Educational Security Incidents (ESI)

Quick Facts

• Date: 12/19/2007
• Institution: Norfolk and Norwich University Hospital
• Type of Incident: Unauthorized Disclosure
• Number Affected: 30
• Source: Pogo Was Right
• Abstract Source: Evening News 24

Abstract
Norfolk and Norwich University Hospital is currently trying to determine how medical files on 30 patients ended up in a trash bin this month. The files, found by woman in Bowthorpe, contained names, ages, hospital number of sick people as well as details of care, medical history and discharge information. NNUH has launched an investigation into the loss of these files, which are believed to belong to a nurse. In addition, hospital officials are reminding all staff members that security measures are to be followed at all times. The hospital plans to take the next 48 hours to personally contact each of the patients affected by this breach. According to Sandie Johnson, a spokesperson for the Norfolk and Norwich Patient and Public Information Forum, “We are extremely concerned to learn that any patient record has left the hospital, which is strictly against all N&N policy. The fact that, not only were these records removed from the hospital, but that they appear to have been disposed of in such a cavalier fashion shows a complete disregard for the basic tenant of patient/doctor relations and patient confidentiality."

Quick Facts

• Date: 12/14/2007
• Institution: University of Michigan - Flint
• Type of Incident: Penetration
• Number Affected: Unknown
• Source: Pogo Was Right
• Abstract Source: ABC 12

Abstract
The University of Michigan - Flint is alerting student that their personal information may be at risk after several U of M - Flint machines were found to have been breached. The university noticed the breach of "several servers" on December 6. The university did not release what information is at risk or how many servers were affected, but is currently investigating the breach. The university urged students and staff to change passwords and will release more information when it becomes available.

Quick Facts

• Date: 12/11/2007
• Institution: Clark College
• Type of Incident: Unauthorized Disclosure
• Number Affected: 23
• Source: ESI
• Abstract Source: The Columbian

Abstract
On November 27, Clark College began notifying students a number of documents found in a trash bin off-campus on November 2. The documents were discovered by a C-Train bus driver in a trash bin on East Mill Plain Boulevard. According to Kim Kapp, a police spokeswoman, about 23 student names were identified in the trashed paperwork but Kapp would not say what else was contained on the documents. In a letter to students, Clark President Bob Knight wrote, "At this time, we believe the incident is limited to those (original) students, but, as a precaution, the college is bringing this incident to your attention so that you can be alert to signs of any unauthorized activity." This letter also urged students to closely monitor credit reports for signs of fraudulent activity.

Quick Facts

• Date: 12/11/2007
• Institution: University of Calcutta
• Type of Incident: Impersonation
• Number Affected: 1
• Source: ESI
• Abstract Source: The Telegraph

Abstract
An unknown individual in Nigeria was able to obtain access to a University of Calcutta professor's e-mail account and used this access to fool a friend of the professor out of money.
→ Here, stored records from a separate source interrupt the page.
//! Circom semantics of the graph operations.
//!
//! Arithmetic is exact modular arithmetic over the field. Integer-flavoured operations (integer
//! division, modulo, shifts and bitwise logic) act on the canonical representative in `[0, p)`,
//! and comparisons act on the signed interpretation where values above `(p - 1) / 2` are negative.

use ark_ff::PrimeField;
use num_bigint::{BigInt, BigUint};

use super::{
  field_to_biguint,
  graph::{Operation, TresOperation, UnoOperation},
};
use crate::errors::ProofError;

fn from_bool<F: PrimeField>(value: bool) -> F { if value { F::one() } else { F::zero() } }

fn from_biguint<F: PrimeField>(value: &BigUint) -> F {
  F::from_le_bytes_mod_order(&value.to_bytes_le())
}

fn modulus<F: PrimeField>() -> BigUint { F::MODULUS.into() }

/// Signed value of a field element, mapping the upper half of the field to negative integers.
fn to_signed<F: PrimeField>(value: &F) -> BigInt {
  let unsigned = field_to_biguint(value);
  let half = modulus::<F>() >> 1usize;
  if unsigned > half {
    BigInt::from(unsigned) - BigInt::from(modulus::<F>())
  } else {
    BigInt::from(unsigned)
  }
}

/// All-ones mask over the field's bit width
fn mask<F: PrimeField>() -> BigUint {
  (BigUint::from(1u8) << F::MODULUS_BIT_SIZE as usize) - BigUint::from(1u8)
}

/// Shift amount as a small integer, `None` when it exceeds the field bit width.
fn shift_amount<F: PrimeField>(amount: &BigUint) -> Option<usize> {
  if amount.bits() > 32 || *amount >= BigUint::from(F::MODULUS_BIT_SIZE) {
    return None;
  }
  Some(amount.to_u32_digits().first().copied().unwrap_or(0) as usize)
}

fn shl<F: PrimeField>(value: &BigUint, amount: &BigUint) -> F {
  // Shifts above (p - 1) / 2 are negative shifts the other way
  if *amount > modulus::<F>() >> 1usize {
    return shr(value, &(modulus::<F>() - amount));
  }
  match shift_amount::<F>(amount) {
    Some(k) => from_biguint(&((value << k) & mask::<F>())),
    None => F::zero(),
  }
}

fn shr<F: PrimeField>(value: &BigUint, amount: &BigUint) -> F {
  if *amount > modulus::<F>() >> 1usize {
    return shl(value, &(modulus::<F>() - amount));
  }
  match shift_amount::<F>(amount) {
    Some(k) => from_biguint(&(value >> k)),
    None => F::zero(),
  }
}

/// Applies a binary operation.
pub fn apply_op<F: PrimeField>(op: Operation, a: &F, b: &F) -> Result<F, ProofError> {
  let result = match op {
    Operation::Add => *a + b,
    Operation::Sub => *a - b,
    Operation::Mul => *a * b,
    Operation::Div => {
      let inverse = b
        .inverse()
        .ok_or_else(|| ProofError::ConstraintViolation("field division by zero".to_string()))?;
      *a * inverse
    },
    Operation::Pow => a.pow(b.into_bigint()),
    Operation::Idiv | Operation::Mod => {
      let (a, b) = (field_to_biguint(a), field_to_biguint(b));
      if b.bits() == 0 {
        return Err(ProofError::ConstraintViolation("integer division by zero".to_string()));
      }
      if op == Operation::Idiv {
        from_biguint(&(a / b))
      } else {
        from_biguint(&(a % b))
      }
    },
    Operation::Eq => from_bool(a == b),
    Operation::Neq => from_bool(a != b),
    Operation::Lt => from_bool(to_signed(a) < to_signed(b)),
    Operation::Gt => from_bool(to_signed(a) > to_signed(b)),
    Operation::Leq => from_bool(to_signed(a) <= to_signed(b)),
    Operation::Geq => from_bool(to_signed(a) >= to_signed(b)),
    Operation::Land => from_bool(!a.is_zero() && !b.is_zero()),
    Operation::Lor => from_bool(!a.is_zero() || !b.is_zero()),
    Operation::Shl => shl(&field_to_biguint(a), &field_to_biguint(b)),
    Operation::Shr => shr(&field_to_biguint(a), &field_to_biguint(b)),
    Operation::Bor => from_biguint(&(field_to_biguint(a) | field_to_biguint(b))),
    Operation::Band => from_biguint(&(field_to_biguint(a) & field_to_biguint(b))),
    Operation::Bxor => from_biguint(&(field_to_biguint(a) ^ field_to_biguint(b))),
  };
  Ok(result)
}

/// Applies a unary operation.
pub fn apply_uno<F: PrimeField>(op: UnoOperation, a: &F) -> F {
  match op {
    UnoOperation::Neg => -*a,
    UnoOperation::Id => *a,
    UnoOperation::Lnot => from_bool(a.is_zero()),
    UnoOperation::Bnot => from_biguint(&(field_to_biguint(a) ^ mask::<F>())),
  }
}

/// Applies a ternary operation.
pub fn apply_tres<F: PrimeField>(op: TresOperation, a: &F, b: &F, c: &F) -> F {
  match op {
    TresOperation::TernCond =>
      if a.is_zero() {
        *c
      } else {
        *b
      },
  }
}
The account, belonging to Ratan Khasnabish, a business management professor at the University of Calcutta, was used to send an e-mail to a businessman the professor was friends with asking for money to help pay a hotel bill. The businessman, assuming everything was fine, quickly wired the requested $2,500 to help out. However, soon after the businessman received another e-mail asking for more money, this time to help pay for airfare back to Calcutta. The businessman became suspicious. According to the businessman, "I sent a reply in Bengali, written in Roman script, asking the sender to write back to me in the same style. But there was no response. I then called Khasnabish on his cellphone and learnt that he was in Calcutta, not Nigeria." Complaints have been filed with the state home department.

Quick Facts

• Date: 12/07/2007
• Institution: University of New Mexico
• Type of Incident: Unauthorized Disclosure
• Number Affected: 333
• Source: ESI
• Abstract Source: SSNBreach.org

Abstract
SSNBreach.org and the Liberty Coalition have discovered still more files available to the public via the Internet that contain sensitive student information. In this latest find, 31 different files available on a University of New Mexico web site belonging to Associate Professor Vakhtang Putkaradze. The files included information on 333 students that had taken math course from Professor Putkaradze between Fall 2001 and Fall 2004. The information in these files included 177 partial Social Security numbers, 190 e-mail address and grade information on 333 students. According to the university, it appears the files have been online since 2001. The university immediately removed the files once notified and are working to clear copies out of search engine caches.